[Stored data entries]
================
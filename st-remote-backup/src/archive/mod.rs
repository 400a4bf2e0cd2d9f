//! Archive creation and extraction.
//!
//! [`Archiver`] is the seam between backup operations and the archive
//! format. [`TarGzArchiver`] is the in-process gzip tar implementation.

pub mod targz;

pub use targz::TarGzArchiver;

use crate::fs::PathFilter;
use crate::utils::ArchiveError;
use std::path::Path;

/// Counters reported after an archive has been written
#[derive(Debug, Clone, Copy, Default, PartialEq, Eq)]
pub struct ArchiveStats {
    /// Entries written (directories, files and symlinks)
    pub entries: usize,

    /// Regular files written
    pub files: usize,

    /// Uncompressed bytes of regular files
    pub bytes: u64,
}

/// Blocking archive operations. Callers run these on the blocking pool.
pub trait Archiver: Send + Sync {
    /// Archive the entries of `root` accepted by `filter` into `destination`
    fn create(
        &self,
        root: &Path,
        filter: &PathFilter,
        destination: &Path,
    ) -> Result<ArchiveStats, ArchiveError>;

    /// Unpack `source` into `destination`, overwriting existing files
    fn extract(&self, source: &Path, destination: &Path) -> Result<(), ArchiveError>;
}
================
WORK TASK:
Every line that contains the string "backup" should be copied from the records.

EXERCISE RESPONSE:
filename st-remote-backup/src/archive/mod.rs
//! [`Archiver`] is the seam between backup operations and the archive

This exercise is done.